Exercise instructions —
From the entries, copy out every line in which the word "RunnerRepository" is found.

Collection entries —
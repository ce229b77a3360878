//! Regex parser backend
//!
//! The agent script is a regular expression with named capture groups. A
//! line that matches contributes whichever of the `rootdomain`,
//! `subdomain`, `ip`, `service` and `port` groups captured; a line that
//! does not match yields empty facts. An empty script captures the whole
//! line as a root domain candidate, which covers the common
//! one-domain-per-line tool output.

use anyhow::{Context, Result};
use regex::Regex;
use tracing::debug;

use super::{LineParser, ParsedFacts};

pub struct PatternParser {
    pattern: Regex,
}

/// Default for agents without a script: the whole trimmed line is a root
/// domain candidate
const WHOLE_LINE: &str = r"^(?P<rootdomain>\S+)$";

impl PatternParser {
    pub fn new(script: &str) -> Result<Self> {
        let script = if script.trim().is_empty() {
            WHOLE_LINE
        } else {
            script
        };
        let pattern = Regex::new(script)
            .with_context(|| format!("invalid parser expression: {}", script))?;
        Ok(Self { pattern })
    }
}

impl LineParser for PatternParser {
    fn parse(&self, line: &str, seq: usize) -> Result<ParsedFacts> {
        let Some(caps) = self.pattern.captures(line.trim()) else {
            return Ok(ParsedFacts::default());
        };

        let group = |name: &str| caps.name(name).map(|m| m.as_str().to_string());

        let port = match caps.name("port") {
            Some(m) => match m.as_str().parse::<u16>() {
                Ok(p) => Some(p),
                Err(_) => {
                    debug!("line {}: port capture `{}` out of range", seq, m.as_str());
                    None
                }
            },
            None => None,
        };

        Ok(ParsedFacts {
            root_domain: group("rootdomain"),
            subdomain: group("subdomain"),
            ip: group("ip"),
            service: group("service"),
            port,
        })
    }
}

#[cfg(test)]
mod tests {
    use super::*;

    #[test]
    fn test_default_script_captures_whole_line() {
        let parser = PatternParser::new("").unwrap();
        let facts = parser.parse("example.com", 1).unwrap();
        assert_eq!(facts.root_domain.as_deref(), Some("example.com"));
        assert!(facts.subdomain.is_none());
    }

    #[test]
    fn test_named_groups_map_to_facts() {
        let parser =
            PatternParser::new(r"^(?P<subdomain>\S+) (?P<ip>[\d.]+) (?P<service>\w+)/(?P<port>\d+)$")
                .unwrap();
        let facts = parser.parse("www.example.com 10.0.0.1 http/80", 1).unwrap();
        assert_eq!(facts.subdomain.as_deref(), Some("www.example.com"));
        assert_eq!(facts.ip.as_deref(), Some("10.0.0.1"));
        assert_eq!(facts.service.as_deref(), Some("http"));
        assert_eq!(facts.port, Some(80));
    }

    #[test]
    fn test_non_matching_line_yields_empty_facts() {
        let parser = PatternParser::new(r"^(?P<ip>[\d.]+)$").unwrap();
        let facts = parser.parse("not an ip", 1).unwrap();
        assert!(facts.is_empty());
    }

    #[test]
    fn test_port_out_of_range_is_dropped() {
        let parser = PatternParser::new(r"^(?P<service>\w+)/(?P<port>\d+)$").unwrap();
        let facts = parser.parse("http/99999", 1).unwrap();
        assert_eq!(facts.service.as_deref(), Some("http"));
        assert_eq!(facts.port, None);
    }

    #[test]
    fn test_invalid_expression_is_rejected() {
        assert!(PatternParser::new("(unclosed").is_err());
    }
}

* * *

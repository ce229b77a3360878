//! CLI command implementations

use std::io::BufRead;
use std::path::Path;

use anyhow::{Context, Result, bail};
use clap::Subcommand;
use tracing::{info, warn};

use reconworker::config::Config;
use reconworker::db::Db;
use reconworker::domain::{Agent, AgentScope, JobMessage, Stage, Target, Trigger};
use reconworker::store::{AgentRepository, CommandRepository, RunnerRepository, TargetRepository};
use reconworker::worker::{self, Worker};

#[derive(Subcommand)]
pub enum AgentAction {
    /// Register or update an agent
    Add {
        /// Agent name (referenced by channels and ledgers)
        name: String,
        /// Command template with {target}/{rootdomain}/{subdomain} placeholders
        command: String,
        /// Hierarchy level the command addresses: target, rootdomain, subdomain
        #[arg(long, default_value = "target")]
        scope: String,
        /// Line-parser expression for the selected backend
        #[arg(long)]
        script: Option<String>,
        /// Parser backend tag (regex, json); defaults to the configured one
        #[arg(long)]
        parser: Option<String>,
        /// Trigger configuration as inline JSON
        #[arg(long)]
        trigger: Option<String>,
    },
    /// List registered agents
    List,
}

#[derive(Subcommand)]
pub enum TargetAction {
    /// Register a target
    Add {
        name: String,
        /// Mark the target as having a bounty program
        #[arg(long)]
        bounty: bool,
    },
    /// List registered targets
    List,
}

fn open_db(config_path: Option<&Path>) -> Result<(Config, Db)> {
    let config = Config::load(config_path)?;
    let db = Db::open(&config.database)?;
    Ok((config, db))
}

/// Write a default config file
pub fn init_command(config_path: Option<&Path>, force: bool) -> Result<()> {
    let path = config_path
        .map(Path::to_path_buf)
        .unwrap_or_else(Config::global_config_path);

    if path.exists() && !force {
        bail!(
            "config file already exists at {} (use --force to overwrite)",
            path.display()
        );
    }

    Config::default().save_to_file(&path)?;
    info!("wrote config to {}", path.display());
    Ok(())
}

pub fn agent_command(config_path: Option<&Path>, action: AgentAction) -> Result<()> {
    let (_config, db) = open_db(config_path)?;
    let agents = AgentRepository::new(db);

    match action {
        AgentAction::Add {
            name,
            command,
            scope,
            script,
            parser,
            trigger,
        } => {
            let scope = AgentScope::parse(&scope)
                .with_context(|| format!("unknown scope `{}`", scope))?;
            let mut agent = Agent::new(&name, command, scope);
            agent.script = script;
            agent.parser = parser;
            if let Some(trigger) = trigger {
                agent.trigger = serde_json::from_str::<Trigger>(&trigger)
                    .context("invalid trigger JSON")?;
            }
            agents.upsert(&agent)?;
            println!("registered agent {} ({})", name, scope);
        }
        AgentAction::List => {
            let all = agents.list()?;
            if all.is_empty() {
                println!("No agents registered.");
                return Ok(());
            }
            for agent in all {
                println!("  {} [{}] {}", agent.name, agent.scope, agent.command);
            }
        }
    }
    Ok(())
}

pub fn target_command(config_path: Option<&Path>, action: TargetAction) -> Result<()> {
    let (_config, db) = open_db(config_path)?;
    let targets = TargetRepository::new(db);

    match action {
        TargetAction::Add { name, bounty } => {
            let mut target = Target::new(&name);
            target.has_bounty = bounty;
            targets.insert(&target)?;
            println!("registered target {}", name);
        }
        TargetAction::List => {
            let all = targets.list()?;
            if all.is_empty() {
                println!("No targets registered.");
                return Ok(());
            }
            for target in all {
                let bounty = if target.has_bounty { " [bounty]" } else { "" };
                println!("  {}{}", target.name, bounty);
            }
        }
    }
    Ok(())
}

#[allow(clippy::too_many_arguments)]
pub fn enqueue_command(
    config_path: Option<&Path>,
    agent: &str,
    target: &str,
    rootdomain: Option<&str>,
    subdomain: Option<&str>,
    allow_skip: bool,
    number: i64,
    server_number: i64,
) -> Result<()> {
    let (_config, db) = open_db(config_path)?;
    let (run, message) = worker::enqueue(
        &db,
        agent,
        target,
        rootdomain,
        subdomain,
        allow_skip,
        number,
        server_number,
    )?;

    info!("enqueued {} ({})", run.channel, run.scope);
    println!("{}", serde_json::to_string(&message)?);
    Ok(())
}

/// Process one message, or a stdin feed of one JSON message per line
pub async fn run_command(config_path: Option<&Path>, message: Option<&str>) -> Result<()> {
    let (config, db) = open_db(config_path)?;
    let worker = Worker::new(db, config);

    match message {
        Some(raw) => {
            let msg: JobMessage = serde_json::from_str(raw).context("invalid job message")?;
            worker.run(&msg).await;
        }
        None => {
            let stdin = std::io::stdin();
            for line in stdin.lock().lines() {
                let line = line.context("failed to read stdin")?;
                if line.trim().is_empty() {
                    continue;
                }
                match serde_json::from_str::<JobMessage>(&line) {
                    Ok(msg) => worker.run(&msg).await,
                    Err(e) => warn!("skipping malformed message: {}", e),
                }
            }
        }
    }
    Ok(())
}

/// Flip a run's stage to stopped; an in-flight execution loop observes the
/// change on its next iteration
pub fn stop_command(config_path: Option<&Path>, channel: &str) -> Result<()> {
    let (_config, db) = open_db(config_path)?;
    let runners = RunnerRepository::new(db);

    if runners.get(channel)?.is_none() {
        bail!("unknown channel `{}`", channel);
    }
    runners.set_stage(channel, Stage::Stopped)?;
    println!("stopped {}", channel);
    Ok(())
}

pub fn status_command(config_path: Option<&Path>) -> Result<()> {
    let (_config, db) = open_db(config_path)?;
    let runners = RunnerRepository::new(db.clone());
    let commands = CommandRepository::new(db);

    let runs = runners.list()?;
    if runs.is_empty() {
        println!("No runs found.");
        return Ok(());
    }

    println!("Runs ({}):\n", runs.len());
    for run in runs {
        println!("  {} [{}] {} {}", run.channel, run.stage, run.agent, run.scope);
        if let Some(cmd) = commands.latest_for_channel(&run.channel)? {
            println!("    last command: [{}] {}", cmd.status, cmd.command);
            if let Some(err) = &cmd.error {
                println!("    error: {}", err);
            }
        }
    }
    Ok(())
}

Problem solution —
use reconworker::store::{AgentRepository, CommandRepository, RunnerRepository, TargetRepository};
    let runners = RunnerRepository::new(db);
    let runners = RunnerRepository::new(db.clone());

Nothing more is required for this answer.